In the years leading up to 1000, then, Zoë and Theodora were the subject of various attempts at arranged marriages. The most successful came from the Ottonians, as the young Otto III was looking for a wife. His own mother, after all, had been a formidable Byzantine woman. But Theophanu was not born in the purple, so for his own partner, he set his sights even higher. His representatives had been coming to the court at Constantinople on and off throughout the 990s, negotiating with Basil and Constantine for the hand of one of the sisters. In the year 1000, then, the two sisters were anticipating a dramatic change in their life circumstances. Would one of them cross the lengths of Europe to perpetuate the Ottonian dynasty, leaving the women's quarters of the palace forever? Alas, it was not meant to be. In 1002, Zoë was chosen as the bride of Otto III on account of her incredible beauty. She boarded a ship and sailed with her attendants to Bari in Italy where she was meant to meet her future husband. But Otto died suddenly of a fever, aged only twenty-one. When Zoë reached Italy, she was informed of his untimely death, and so she returned home to Constantinople.

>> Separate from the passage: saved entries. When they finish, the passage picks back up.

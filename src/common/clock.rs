// src/common/clock.rs

use super::hal_traits::Clock;
use chrono::{Days, NaiveDateTime};
use core::cell::Cell;

#[cfg(feature = "std")]
use chrono::Local;

/// Wall clock backed by the host's local time zone.
#[cfg(feature = "std")]
#[derive(Debug, Copy, Clone, Default)]
pub struct SystemClock;

#[cfg(feature = "std")]
impl Clock for SystemClock {
    fn now(&self) -> NaiveDateTime {
        Local::now().naive_local()
    }
}

/// Clock that always reports the same instant until moved. Handy for replaying
/// fixture logs and for tests.
#[derive(Debug, Clone)]
pub struct FixedClock {
    now: Cell<NaiveDateTime>,
}

impl FixedClock {
    pub fn new(now: NaiveDateTime) -> Self {
        FixedClock { now: Cell::new(now) }
    }

    pub fn set(&self, now: NaiveDateTime) {
        self.now.set(now);
    }

    /// Moves the clock forward by whole days, keeping the time of day.
    pub fn advance_days(&self, days: u64) {
        let next = self.now.get() + Days::new(days);
        self.now.set(next);
    }
}

impl Clock for FixedClock {
    fn now(&self) -> NaiveDateTime {
        self.now.get()
    }
}

#[cfg(test)]
mod tests {
    use super::*;
    use chrono::NaiveDate;

    #[test]
    fn test_fixed_clock_advances_by_days() {
        let start = NaiveDate::from_ymd_opt(2025, 12, 31)
            .unwrap()
            .and_hms_opt(23, 59, 0)
            .unwrap();
        let clock = FixedClock::new(start);
        assert_eq!(clock.now(), start);
        clock.advance_days(1);
        assert_eq!(clock.now().date(), NaiveDate::from_ymd_opt(2026, 1, 1).unwrap());
    }
}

Nearly thirty more years would pass until Zoë got the chance to marry again. She and Theodora remained in the gynaeceum, or the women's quarters of the palace. It was widely known that after being cooped up together for so long, the two sisters had grown to resent each other. In spite of being considered the more beautiful of the two, Zoë was intensely jealous of Theodora. This rivalry only worsened after the death of their uncle Basil. Constantine too was dying, and he hurried to arrange for a successor. Theodora was singled out as the preferred heir, since at age 48, she perhaps had a small chance of conceiving a child. However, Theodora objected to her father's choice of husband. Romanos Argyros was sixty years old, but the bigger problem was that he was already married. Constantine called his wife into the palace and threatened that if she didn't become a nun, he would have her husband blinded. Fearing for her beloved husband, she obliged, but Theodora didn't consider the divorce valid because the woman had been coerced. Zoë, on the other hand, had no such qualms, so at the age of 50, she married Romanos and became Empress.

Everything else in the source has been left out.